I'm having a dataframe and trying to get the output which shows percentage of each value in different category. Can anyone help on how can I do it?
Raw data table:
Interface_Bin | Product |
---|---|
1 | ADL |
1 | ADL |
22 | ADL |
97 | ADL |
1 | JSL |
1 | JSL |
97 | JSL |
97 | JSL |
22 | JSL |
Expected outcome:
Product | Bin(97)_count | Total_interfacebin_count | Bin_97_percentage_vs total count |
---|---|---|---|
ADL | 1 | 4 | 25% |
JSL | 2 | 5 | 40% |
Thanks alot.
CodePudding user response:
df = pd.crosstab(df['Product'], df['Interface_Bin'])
f1 = lambda x: f'Bin({x})_count'
f2 = lambda x: f'Bin({x})_percentage_vs total count'
s = df.sum(axis=1).rename('Total_interfacebin_count')
df2 = df.div(s, axis=0).rename(columns=f2).mul(100)

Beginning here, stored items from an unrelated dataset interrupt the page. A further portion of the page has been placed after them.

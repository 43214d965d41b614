//! Business logic services for admin.
//!
//! # Services
//!
//! - `email` - SMTP settings, message building and delivery
//! - `order_notifications` - Order-status emails with item lookup

pub mod email;
pub mod order_notifications;

pub use email::{EmailError, MailTransport, OutgoingEmail, SmtpMailer, SmtpSettings};
pub use order_notifications::{
    DELIVERY_WARNING, NotificationStore, NotifyError, OrderNotifier, PgNotificationStore,
    StatusEmailRequest,
};
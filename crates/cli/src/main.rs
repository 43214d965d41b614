//! Velora CLI - database migrations and maintenance tools.
//!
//! # Usage
//!
//! ```bash
//! # Apply pending migrations
//! velora-cli migrate
//!
//! # Insert default site settings and demo categories
//! velora-cli seed
//!
//! # Resend an order-status email
//! velora-cli notify --order-id 0f8e... --status shipped
//! ```
//!
//! # Environment Variables
//!
//! - `ADMIN_DATABASE_URL` (or `DATABASE_URL`) - `PostgreSQL` connection string

#![cfg_attr(not(test), forbid(unsafe_code))]

use clap::{Parser, Subcommand};
use velora_core::{OrderId, OrderStatus};

mod commands;

#[derive(Parser)]
#[command(name = "velora-cli")]
#[command(author, version, about = "Velora CLI tools")]
struct Cli {
    #[command(subcommand)]
    command: Commands,
}

#[derive(Subcommand)]
enum Commands {
    /// Apply database migrations
    Migrate,
    /// Insert default site settings and demo categories if absent
    Seed,
    /// Resend the status email for an order
    Notify {
        /// Order to notify about
        #[arg(long)]
        order_id: OrderId,

        /// Status to announce (pending, confirmed, processing, shipped,
        /// delivered, cancelled)
        #[arg(long)]
        status: OrderStatus,
    },
}

#[tokio::main]
async fn main() {
    tracing_subscriber::fmt::init();

    let cli = Cli::parse();

    let result: Result<(), Box<dyn std::error::Error>> = run(cli).await;

    if let Err(e) = result {
        tracing::error!("Command failed: {e}");
        std::process::exit(1);
    }
}

async fn run(cli: Cli) -> Result<(), Box<dyn std::error::Error>> {
    match cli.command {
        Commands::Migrate => commands::migrate::run().await?,
        Commands::Seed => commands::seed::run().await?,
        Commands::Notify { order_id, status } => {
            commands::notify::run(order_id, status).await?;
        }
    }
    Ok(())
}

#[cfg(test)]
mod tests {
    use clap::CommandFactory;

    use super::*;

    #[test]
    fn test_cli_definition() {
        Cli::command().debug_assert();
    }

    #[test]
    fn test_notify_arguments_are_typed() {
        let cli = Cli::try_parse_from([
            "velora-cli",
            "notify",
            "--order-id",
            "9b2f6c1e-3a4d-4e5f-8a7b-1c2d3e4f5a6b",
            "--status",
            "Shipped",
        ])
        .unwrap();
        let Commands::Notify { status, .. } = cli.command else {
            panic!("expected notify");
        };
        assert_eq!(status, OrderStatus::Shipped);

        assert!(
            Cli::try_parse_from([
                "velora-cli",
                "notify",
                "--order-id",
                "42",
                "--status",
                "shipped",
            ])
            .is_err()
        );
        assert!(
            Cli::try_parse_from([
                "velora-cli",
                "notify",
                "--order-id",
                "9b2f6c1e-3a4d-4e5f-8a7b-1c2d3e4f5a6b",
                "--status",
                "lost",
            ])
            .is_err()
        );
    }
}
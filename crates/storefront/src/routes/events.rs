//! Server-sent shopper notifications.

use std::convert::Infallible;

use axum::{
    extract::State,
    response::sse::{Event, KeepAlive, Sse},
};
use futures::{Stream, StreamExt};
use tracing::instrument;

use crate::middleware::Shopper;
use crate::state::AppState;

/// `GET /api/events`
///
/// Streams `product_added_to_cart` and `product_added_to_wishlist` events
/// for the current shopper until the client disconnects.
#[instrument(skip(state))]
pub async fn stream(
    Shopper(shopper): Shopper,
    State(state): State<AppState>,
) -> Sse<impl Stream<Item = Result<Event, Infallible>>> {
    let events = state.events().subscribe(shopper).map(|event| {
        let data = serde_json::to_string(&event).unwrap_or_else(|_| {
            r#"{"type":"error","message":"Failed to serialize event"}"#.to_owned()
        });
        Ok(Event::default().event(event.kind()).data(data))
    });

    Sse::new(events).keep_alive(KeepAlive::default())
}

df = pd.concat([df.rename(columns=f1), s, df2], axis=1).sort_index(axis=1)
print (df)
Bin(1)_count Bin(1)_percentage_vs total count Bin(22)_count \
Product
ADL 2 50.0 1
JSL 2 40.0 1
Bin(22)_percentage_vs total count Bin(97)_count \
Product
ADL 25.0 1
JSL 20.0 2
Bin(97)_percentage_vs total count Total_interfacebin_count
Product
ADL 25.0 4
JSL 40.0 5
CodePudding user response:
first sort the data so you get a dictionary (or list) like: {"ADL":121,"JSL":218} probably with code like
for element in table row:
if dict.contains(element.key) //in this case ADL or JSL
dict[element.key].value =element.value
else
dict[element.key]=element.value
then go through and sum all the dictionary values to get the total sum, or sum them as you add to the dictionary in the above code finally get each percentage as (dict[key].value/sum)*100 "%"